Pauly Antony, the entrepreneur behind the restaurants, relates how he made the name of a foreign conqueror familiar to Keralites by serving a specially-prepared biriyani.
“I used to run a tile factory in China and frequently travelled to that country. When both our children went abroad for studies, my wife Bindu became alone at home,” he says.
“We discussed how Bindu could overcome her boredom and decided to start a business. It was during the same time that Mohammed, a chef at a hotel in Bahrain, returned home. We felt that opening a biriyani special restaurant with Mohammed as captain would be a good idea as he was an expert in preparing all kinds of biriyanis from around the world,” adds Pauly.

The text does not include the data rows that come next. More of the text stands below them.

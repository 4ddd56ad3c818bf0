//! SQLite schema definition

/// SQL schema for the metadata database
pub const SCHEMA_SQL: &str = r#"
-- Decisions: one row per ingested court decision
CREATE TABLE IF NOT EXISTS decisions (
    case_id TEXT PRIMARY KEY,
    court TEXT NOT NULL,
    date TEXT NOT NULL,
    ecli TEXT,
    decision_number TEXT,
    decision_type TEXT,
    legal_area TEXT,
    principle TEXT NOT NULL,
    content_hash TEXT NOT NULL,
    is_binding INTEGER NOT NULL DEFAULT 1,
    en_banc INTEGER NOT NULL DEFAULT 0,
    citation_count INTEGER NOT NULL DEFAULT 0,
    overruled INTEGER NOT NULL DEFAULT 0,
    weight REAL NOT NULL DEFAULT 1.0,
    created_at TEXT NOT NULL,
    updated_at TEXT NOT NULL
);

-- Doctrines: named clusters discovered across decisions
CREATE TABLE IF NOT EXISTS doctrines (
    id TEXT PRIMARY KEY,
    name TEXT NOT NULL UNIQUE,
    display_name TEXT NOT NULL,
    description TEXT,
    keywords_json TEXT NOT NULL DEFAULT '[]',
    member_count INTEGER NOT NULL DEFAULT 0,
    avg_confidence REAL NOT NULL DEFAULT 0.0,
    legal_domain TEXT NOT NULL,
    discovered_at TEXT NOT NULL,
    last_updated TEXT NOT NULL
);

-- Doctrine membership, replaced wholesale on every discovery run
CREATE TABLE IF NOT EXISTS decision_doctrines (
    decision_id TEXT NOT NULL,
    doctrine_id TEXT NOT NULL REFERENCES doctrines(id),
    confidence REAL NOT NULL DEFAULT 1.0,
    PRIMARY KEY (decision_id, doctrine_id)
);

-- Processing queue: chunks awaiting embedding
CREATE TABLE IF NOT EXISTS processing_queue (
    id INTEGER PRIMARY KEY AUTOINCREMENT,
    chunk_id TEXT NOT NULL UNIQUE,
    chunk_text TEXT NOT NULL,
    chunk_metadata TEXT NOT NULL,
    status TEXT NOT NULL DEFAULT 'pending',
    priority INTEGER NOT NULL DEFAULT 0,
    retry_count INTEGER NOT NULL DEFAULT 0,
    error_message TEXT,
    created_at TEXT NOT NULL,
    processed_at TEXT
);

-- Citations between decisions
CREATE TABLE IF NOT EXISTS citations (
    citing_case_id TEXT NOT NULL,
    cited_case_id TEXT NOT NULL,
    created_at TEXT NOT NULL,
    PRIMARY KEY (citing_case_id, cited_case_id)
);

-- Indexes for performance
CREATE INDEX IF NOT EXISTS idx_queue_status ON processing_queue(status, priority DESC, created_at ASC);
CREATE INDEX IF NOT EXISTS idx_decision_doctrines_doctrine ON decision_doctrines(doctrine_id);
CREATE INDEX IF NOT EXISTS idx_citations_cited ON citations(cited_case_id);
CREATE INDEX IF NOT EXISTS idx_decisions_court ON decisions(court);
"#;
//! Doctrine clustering
//!
//! Two clustering passes exist:
//! - [`agglomerative_cluster`] groups stored vectors by cosine similarity
//!   into candidate doctrines (average link, exact)
//! - [`cluster_query_results`] groups a ranked result set by the statute
//!   sections its members reference
//!
//! Keyword enrichment, anchoring and naming only decorate clusters and never
//! influence merge decisions.

mod anchor;
mod discovery;
mod keywords;
mod namer;
mod query;

pub use anchor::*;
pub use discovery::*;
pub use keywords::*;
pub use namer::*;
pub use query::*;

use crate::search::FusedResult;
use crate::store::{Payload, VectorRecord};
use crate::vector::{cosine_similarity, mean, normalize};
use serde::Serialize;
use std::collections::{BTreeMap, HashSet};
use tracing::debug;

/// One clustered item
#[derive(Debug, Clone, Serialize)]
pub struct ClusterMember {
    pub id: String,
    pub score: f32,
    #[serde(skip)]
    pub vector: Vec<f32>,
    pub payload: Payload,
}

impl ClusterMember {
    pub fn weight(&self) -> f64 {
        self.payload.weight()
    }

    pub fn statute_refs(&self) -> Vec<String> {
        self.payload.get_str_list("statute_refs")
    }
}

impl From<VectorRecord> for ClusterMember {
    fn from(record: VectorRecord) -> Self {
        Self {
            id: record.id,
            score: 0.0,
            vector: record.vector,
            payload: record.payload,
        }
    }
}

impl From<FusedResult> for ClusterMember {
    fn from(result: FusedResult) -> Self {
        Self {
            id: result.id,
            score: result.score,
            vector: result.vector.unwrap_or_default(),
            payload: result.payload,
        }
    }
}

/// Best-matching exemplar attached to a cluster
#[derive(Debug, Clone, Serialize)]
pub struct Anchor {
    pub id: String,
    pub score: f32,
    pub payload: Payload,
}

#[derive(Debug, Clone, Serialize)]
pub struct DoctrineCluster {
    pub id: String,
    pub members: Vec<ClusterMember>,
    #[serde(skip)]
    pub centroid: Vec<f32>,
    pub common_sections: Vec<String>,
    pub avg_weight: f64,
    pub avg_score: f32,
    pub keywords: Vec<String>,
    pub statute_anchor: Option<Anchor>,
    pub precedent_anchor: Option<Anchor>,
}

impl DoctrineCluster {
    fn from_members(id: String, members: Vec<ClusterMember>) -> Self {
        let centroid = centroid_of(&members);
        let avg_weight = average(members.iter().map(ClusterMember::weight));
        let avg_score = average(members.iter().map(|m| m.score as f64)) as f32;
        let common_sections = common_sections(&members);
        Self {
            id,
            members,
            centroid,
            common_sections,
            avg_weight,
            avg_score,
            keywords: Vec::new(),
            statute_anchor: None,
            precedent_anchor: None,
        }
    }

    pub fn len(&self) -> usize {
        self.members.len()
    }

    pub fn is_empty(&self) -> bool {
        self.members.is_empty()
    }

    /// Distinct case ids of the members, in member order
    pub fn case_ids(&self) -> Vec<String> {
        let mut seen = HashSet::new();
        self.members
            .iter()
            .filter_map(|m| m.payload.get_str("case_id"))
            .filter(|id| seen.insert(id.to_string()))
            .map(str::to_string)
            .collect()
    }
}

fn average(values: impl Iterator<Item = f64>) -> f64 {
    let (sum, n) = values.fold((0.0, 0usize), |(s, n), v| (s + v, n + 1));
    if n == 0 {
        0.0
    } else {
        sum / n as f64
    }
}

/// Normalised mean of the members' raw vectors
fn centroid_of(members: &[ClusterMember]) -> Vec<f32> {
    mean(
        members
            .iter()
            .filter(|m| !m.vector.is_empty())
            .map(|m| m.vector.as_slice()),
    )
    .map(|m| normalize(&m))
    .unwrap_or_default()
}

/// Sections referenced by at least half of the members, sorted
pub fn common_sections(members: &[ClusterMember]) -> Vec<String> {
    let mut counts: BTreeMap<String, usize> = BTreeMap::new();
    for m in members {
        let unique: HashSet<String> = m.statute_refs().into_iter().collect();
        for s in unique {
            *counts.entry(s).or_insert(0) += 1;
        }
    }

    let threshold = members.len().div_ceil(2);
    counts
        .into_iter()
        .filter(|(_, c)| *c >= threshold && *c > 0)
        .map(|(s, _)| s)
        .collect()
}

/// Agglomerative average-link clustering by cosine similarity.
///
/// Every round merges the single most similar pair of clusters (first pair
/// in scan order on ties) until the best similarity drops below
/// `min_similarity`. Merged centroids are the normalised mean of all member
/// vectors. Clusters smaller than `min_cluster_size` are dropped and the
/// rest are ordered largest first.
///
/// Pairwise similarities are cached and only the merged cluster's row is
/// recomputed after a merge, so the decision sequence equals a full rescan.
pub fn agglomerative_cluster(
    items: Vec<ClusterMember>,
    min_similarity: f32,
    min_cluster_size: usize,
) -> Vec<DoctrineCluster> {
    if items.is_empty() {
        return Vec::new();
    }

    let mut groups: Vec<Vec<ClusterMember>> = Vec::with_capacity(items.len());
    let mut centroids: Vec<Vec<f32>> = Vec::with_capacity(items.len());
    for item in items {
        centroids.push(item.vector.clone());
        groups.push(vec![item]);
    }

    let n = groups.len();
    let mut sims = vec![vec![0.0f32; n]; n];
    for i in 0..n {
        for j in (i + 1)..n {
            let s = cosine_similarity(&centroids[i], &centroids[j]);
            sims[i][j] = s;
            sims[j][i] = s;
        }
    }

    let mut merges = 0usize;
    loop {
        let mut best: Option<(usize, usize, f32)> = None;
        for i in 0..groups.len() {
            for j in (i + 1)..groups.len() {
                let s = sims[i][j];
                if s >= min_similarity && best.map_or(true, |(_, _, b)| s > b) {
                    best = Some((i, j, s));
                }
            }
        }

        let Some((i, j, similarity)) = best else {
            break;
        };

        let absorbed = groups.remove(j);
        centroids.remove(j);
        sims.remove(j);
        for row in sims.iter_mut() {
            row.remove(j);
        }

        groups[i].extend(absorbed);
        centroids[i] = centroid_of(&groups[i]);
        for k in 0..groups.len() {
            let s = if k == i {
                0.0
            } else {
                cosine_similarity(&centroids[i], &centroids[k])
            };
            sims[i][k] = s;
            sims[k][i] = s;
        }

        merges += 1;
        if merges % 10 == 0 {
            debug!(
                "Merged {} times, {} clusters remaining, last sim={:.3}",
                merges,
                groups.len(),
                similarity
            );
        }
    }

    let mut groups: Vec<Vec<ClusterMember>> = groups
        .into_iter()
        .filter(|g| g.len() >= min_cluster_size)
        .collect();
    // Stable: equal sizes keep their first-member order
    groups.sort_by(|a, b| b.len().cmp(&a.len()));

    let clusters: Vec<DoctrineCluster> = groups
        .into_iter()
        .enumerate()
        .map(|(idx, members)| DoctrineCluster::from_members(format!("doctrine_{}", idx + 1), members))
        .collect();
    debug!(
        "Clustering finished: {} clusters kept after {} merges",
        clusters.len(),
        merges
    );
    clusters
}

#[cfg(test)]
pub(crate) mod tests {
    use super::*;

    pub(crate) fn member(id: &str, vector: Vec<f32>) -> ClusterMember {
        ClusterMember {
            id: id.to_string(),
            score: 0.0,
            vector,
            payload: Payload::default(),
        }
    }

    #[test]
    fn test_pair_above_threshold_merges_with_raw_mean_centroid() {
        // cos(a, b) = 0.75
        let a = vec![1.0, 0.0];
        let b = vec![0.75, (1.0f32 - 0.5625).sqrt()];
        assert!((cosine_similarity(&a, &b) - 0.75).abs() < 1e-6);

        let clusters = agglomerative_cluster(
            vec![member("a", a.clone()), member("b", b.clone())],
            0.70,
            2,
        );

        assert_eq!(clusters.len(), 1);
        assert_eq!(clusters[0].len(), 2);

        let expected = normalize(&[(a[0] + b[0]) / 2.0, (a[1] + b[1]) / 2.0]);
        for (got, want) in clusters[0].centroid.iter().zip(&expected) {
            assert!((got - want).abs() < 1e-6);
        }
    }

    #[test]
    fn test_centroid_uses_member_vectors_not_old_centroids() {
        // Three members merge in two rounds; the final centroid must be the
        // mean of all three raw vectors
        let a = vec![1.0, 0.0, 0.0];
        let b = vec![0.98, 0.2, 0.0];
        let c = vec![0.9, 0.0, 0.43];
        let clusters = agglomerative_cluster(
            vec![member("a", a.clone()), member("b", b.clone()), member("c", c.clone())],
            0.5,
            1,
        );

        assert_eq!(clusters.len(), 1);
        let expected = normalize(&mean([&a[..], &b[..], &c[..]]).unwrap());
        for (got, want) in clusters[0].centroid.iter().zip(&expected) {
            assert!((got - want).abs() < 1e-6);
        }
    }

    #[test]
    fn test_below_threshold_stays_apart() {
        let clusters = agglomerative_cluster(
            vec![member("a", vec![1.0, 0.0]), member("b", vec![0.0, 1.0])],
            0.70,
            1,
        );
        assert_eq!(clusters.len(), 2);
    }

    #[test]
    fn test_min_cluster_size_and_ordering() {
        let items = vec![
            member("x1", vec![1.0, 0.0, 0.0]),
            member("y1", vec![0.0, 1.0, 0.0]),
            member("x2", vec![0.99, 0.1, 0.0]),
            member("y2", vec![0.1, 0.99, 0.0]),
            member("x3", vec![0.98, 0.0, 0.1]),
            member("z1", vec![0.0, 0.0, 1.0]),
        ];

        let clusters = agglomerative_cluster(items, 0.9, 2);
        assert_eq!(clusters.len(), 2);
        assert!(clusters.iter().all(|c| c.len() >= 2));
        assert_eq!(clusters[0].len(), 3);
        assert_eq!(clusters[1].len(), 2);
        assert!(clusters[0].members.iter().all(|m| m.id.starts_with('x')));
    }

    #[test]
    fn test_ids_follow_size_order() {
        let items = vec![
            member("y1", vec![0.0, 1.0, 0.0]),
            member("y2", vec![0.1, 0.99, 0.0]),
            member("x1", vec![1.0, 0.0, 0.0]),
            member("x2", vec![0.99, 0.1, 0.0]),
            member("x3", vec![0.98, 0.0, 0.1]),
        ];

        let clusters = agglomerative_cluster(items, 0.9, 2);
        assert_eq!(clusters.len(), 2);
        assert_eq!(clusters[0].id, "doctrine_1");
        assert_eq!(clusters[0].len(), 3);
        assert_eq!(clusters[0].members[0].id, "x1");
        assert_eq!(clusters[1].id, "doctrine_2");
        assert_eq!(clusters[1].members[0].id, "y1");
    }

    #[test]
    fn test_empty_input() {
        assert!(agglomerative_cluster(Vec::new(), 0.7, 1).is_empty());
    }

    #[test]
    fn test_common_sections_half_threshold() {
        let with_refs = |id: &str, refs: &[&str]| {
            let mut m = member(id, vec![1.0]);
            m.payload.insert(
                "statute_refs",
                refs.iter().map(|s| s.to_string()).collect::<Vec<_>>(),
            );
            m
        };
        let members = vec![
            with_refs("a", &["§1089", "§992"]),
            with_refs("b", &["§1089"]),
            with_refs("c", &["§992", "§1089"]),
            with_refs("d", &["§3"]),
        ];
        assert_eq!(common_sections(&members), vec!["§1089", "§992"]);
    }

    #[test]
    fn test_avg_weight_defaults_to_one() {
        let mut heavy = member("a", vec![1.0, 0.0]);
        heavy.payload.insert("weight", 3.0);
        let clusters =
            agglomerative_cluster(vec![heavy, member("b", vec![1.0, 0.01])], 0.7, 2);
        assert!((clusters[0].avg_weight - 2.0).abs() < 1e-9);
    }
}
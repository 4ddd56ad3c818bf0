//! Hybrid vector search
//!
//! A [`HybridSearchStrategy`] carries up to three kinds of weighted query
//! vectors. Each present component is issued against the index in parallel
//! and the hits are fused by weighted running average of their scores.

use crate::error::{with_timeout, Error, Result};
use crate::store::{MetadataFilter, Payload, QueryOptions, SearchResult, VectorIndex};
use futures::future::join_all;
use serde::Serialize;
use std::collections::{BTreeMap, HashMap};
use std::fmt;
use std::time::Duration;
use tracing::{debug, warn};

/// How a request builds its query vectors, resolved once per request
#[derive(Debug, Clone, Copy, PartialEq, Eq, Serialize)]
#[serde(rename_all = "lowercase")]
pub enum SearchMode {
    /// Tension, doctrine and keyword components
    Tension,
    /// Question embedding only
    Plain,
}

impl SearchMode {
    pub fn from_flag(use_tensions: bool) -> Self {
        if use_tensions {
            SearchMode::Tension
        } else {
            SearchMode::Plain
        }
    }
}

/// Component that contributed a hit
#[derive(Debug, Clone, Copy, PartialEq, Eq, PartialOrd, Ord, Hash, Serialize)]
#[serde(rename_all = "lowercase")]
pub enum SearchSource {
    Tension,
    Doctrine,
    Keyword,
}

impl fmt::Display for SearchSource {
    fn fmt(&self, f: &mut fmt::Formatter<'_>) -> fmt::Result {
        match self {
            SearchSource::Tension => write!(f, "tension"),
            SearchSource::Doctrine => write!(f, "doctrine"),
            SearchSource::Keyword => write!(f, "keyword"),
        }
    }
}

#[derive(Debug, Clone, PartialEq)]
pub struct WeightedVector {
    pub vector: Vec<f32>,
    pub weight: f32,
}

#[derive(Debug, Clone, Default, PartialEq)]
pub struct HybridSearchStrategy {
    pub tension: Option<WeightedVector>,
    pub doctrines: Vec<WeightedVector>,
    pub keyword: Option<WeightedVector>,
}

impl HybridSearchStrategy {
    /// Single keyword component carrying the full weight
    pub fn plain(vector: Vec<f32>) -> Self {
        Self {
            keyword: Some(WeightedVector {
                vector,
                weight: 1.0,
            }),
            ..Self::default()
        }
    }

    pub fn is_empty(&self) -> bool {
        self.tension.is_none() && self.doctrines.is_empty() && self.keyword.is_none()
    }
}

/// A hit after fusion
#[derive(Debug, Clone, Serialize)]
pub struct FusedResult {
    pub id: String,
    /// Weighted average similarity across contributing components
    pub score: f32,
    /// Sum of the weights of contributing components
    pub accumulated_weight: f32,
    pub sources: Vec<SearchSource>,
    /// `score` scaled by stored authority weight, once ranked
    pub authority_score: f32,
    pub payload: Payload,
    #[serde(skip)]
    pub vector: Option<Vec<f32>>,
}

impl FusedResult {
    /// Stored authority weight (1.0 if absent)
    pub fn weight(&self) -> f64 {
        self.payload.weight()
    }
}

/// Results of one component query
pub struct ComponentHits {
    pub source: SearchSource,
    pub weight: f32,
    pub hits: Vec<SearchResult>,
}

/// Per-component result count: `max(1, floor(top_k × weight))`
pub fn component_top_k(top_k: usize, weight: f32) -> usize {
    ((top_k as f32 * weight).floor() as usize).max(1)
}

/// Merge component hits by id.
///
/// A repeated id gets the weighted running average of its scores and the
/// union of its sources. Output is ordered by `score × accumulated_weight`
/// and truncated to `top_k`.
pub fn fuse(components: Vec<ComponentHits>, top_k: usize) -> Vec<FusedResult> {
    let mut merged: Vec<FusedResult> = Vec::new();
    let mut positions: HashMap<String, usize> = HashMap::new();

    for component in components {
        for hit in component.hits {
            match positions.get(&hit.id) {
                Some(&pos) => {
                    let existing = &mut merged[pos];
                    existing.score = (existing.score * existing.accumulated_weight
                        + hit.score * component.weight)
                        / (existing.accumulated_weight + component.weight);
                    existing.accumulated_weight += component.weight;
                    existing.authority_score = existing.score;
                    if !existing.sources.contains(&component.source) {
                        existing.sources.push(component.source);
                    }
                    if existing.vector.is_none() {
                        existing.vector = hit.vector;
                    }
                }
                None => {
                    positions.insert(hit.id.clone(), merged.len());
                    merged.push(FusedResult {
                        id: hit.id,
                        score: hit.score,
                        accumulated_weight: component.weight,
                        sources: vec![component.source],
                        authority_score: hit.score,
                        payload: hit.payload,
                        vector: hit.vector,
                    });
                }
            }
        }
    }

    merged.sort_by(|a, b| {
        (b.score * b.accumulated_weight).total_cmp(&(a.score * a.accumulated_weight))
    });
    merged.truncate(top_k);
    merged
}

/// Multiply each fused score by its stored authority weight and re-sort
pub fn authority_rank(mut results: Vec<FusedResult>) -> Vec<FusedResult> {
    for r in &mut results {
        r.authority_score = r.score * r.weight() as f32;
    }
    results.sort_by(|a, b| b.authority_score.total_cmp(&a.authority_score));
    results
}

/// Executes hybrid strategies against a vector index
pub struct HybridSearcher<'a> {
    index: &'a dyn VectorIndex,
    timeout: Duration,
    doctrine_topk_factor: f32,
}

impl<'a> HybridSearcher<'a> {
    pub fn new(index: &'a dyn VectorIndex, timeout: Duration, doctrine_topk_factor: f32) -> Self {
        Self {
            index,
            timeout,
            doctrine_topk_factor,
        }
    }

    /// Query every component in parallel and fuse.
    ///
    /// Failed components are skipped; the search only errors when no
    /// component is present or every component failed.
    pub async fn execute(
        &self,
        strategy: &HybridSearchStrategy,
        top_k: usize,
        filter: Option<&MetadataFilter>,
        with_vectors: bool,
    ) -> Result<Vec<FusedResult>> {
        if strategy.is_empty() {
            return Err(Error::Search("no search components".to_string()));
        }

        let mut planned: Vec<(SearchSource, &WeightedVector, usize)> = Vec::new();
        if let Some(ref t) = strategy.tension {
            planned.push((SearchSource::Tension, t, component_top_k(top_k, t.weight)));
        }
        for d in &strategy.doctrines {
            planned.push((
                SearchSource::Doctrine,
                d,
                component_top_k(top_k, d.weight * self.doctrine_topk_factor),
            ));
        }
        if let Some(ref k) = strategy.keyword {
            planned.push((SearchSource::Keyword, k, component_top_k(top_k, k.weight)));
        }

        let queries = planned.iter().map(|(source, wv, k)| {
            let mut options = QueryOptions::top_k(*k);
            options.filter = filter.cloned();
            options.with_vectors = with_vectors;
            async move {
                let result =
                    with_timeout(self.timeout, self.index.query(&wv.vector, &options)).await;
                (*source, wv.weight, result)
            }
        });

        let mut components = Vec::new();
        let mut failures = 0usize;
        for (source, weight, result) in join_all(queries).await {
            match result {
                Ok(hits) => {
                    debug!("{} component returned {} hits", source, hits.len());
                    components.push(ComponentHits {
                        source,
                        weight,
                        hits,
                    });
                }
                Err(e) => {
                    warn!("{} search component failed: {}", source, e);
                    failures += 1;
                }
            }
        }

        if components.is_empty() {
            return Err(Error::Search(format!(
                "all {} search components failed",
                failures
            )));
        }

        Ok(fuse(components, top_k))
    }
}

/// Which components produced the results and how they map to tensions
#[derive(Debug, Clone, Default, Serialize)]
pub struct Provenance {
    pub source_counts: BTreeMap<String, usize>,
    pub dominant_source: String,
    pub tension_contributions: BTreeMap<String, usize>,
    pub tension_alignment: BTreeMap<String, String>,
}

/// Summarise the provenance of a fused result set
pub fn analyze_provenance(results: &[FusedResult], tension_types: &[String]) -> Provenance {
    let mut counts: BTreeMap<SearchSource, usize> = BTreeMap::new();
    for r in results {
        for s in &r.sources {
            *counts.entry(*s).or_insert(0) += 1;
        }
    }

    // Highest count wins; ties go to the earlier source kind
    let dominant_source = counts
        .iter()
        .fold(None::<(SearchSource, usize)>, |best, (s, c)| match best {
            Some((_, bc)) if bc >= *c => best,
            _ => Some((*s, *c)),
        })
        .map(|(s, _)| s.to_string())
        .unwrap_or_else(|| "unknown".to_string());

    let mut provenance = Provenance {
        source_counts: counts.iter().map(|(s, c)| (s.to_string(), *c)).collect(),
        dominant_source,
        ..Provenance::default()
    };

    for tension in tension_types {
        let needle = tension.to_lowercase();
        let relevant = results
            .iter()
            .filter(|r| {
                r.sources.contains(&SearchSource::Tension)
                    && r.payload.text().to_lowercase().contains(&needle)
            })
            .count();
        provenance
            .tension_contributions
            .insert(tension.clone(), relevant);
        provenance.tension_alignment.insert(
            tension.clone(),
            if relevant > 0 { "aligned" } else { "weak" }.to_string(),
        );
    }

    provenance
}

Another aspect was naming the restaurant. A grand-sounding name could attract customers to a new restaurant serving a special biriyani and Timur, the name of a conqueror from middle-east, was chosen along with 'Kachi,' meaning 'love.'
Advantage of pure ghee
The first restaurant, opened at Thammanam, offered Hyderabadi and Malabar style biriyanis with mutton, chicken, beef, fish and prawns. However, sales were very dull during the first couple of months. This prompted Pauly to distribute the biriyanis free of cost. By the end of four months, people began arriving at the restaurant to taste the specially-prepared biriyani. The name and fame of Timur Kachi soon spread everywhere by word of mouth, thanks to these first patrons.
“The major difference between the biriyani prepared at Kachi and others is the ghee used,” informs Pauly.
“Artificial ghee that is readily available in the market gives a sticky texture to the biriyani made by other restaurants. This ghee remains on the hand of a customer even after washing. Moreover, most people feel drowsy after having a fill of such biriyanis,” points out the entrepreneur.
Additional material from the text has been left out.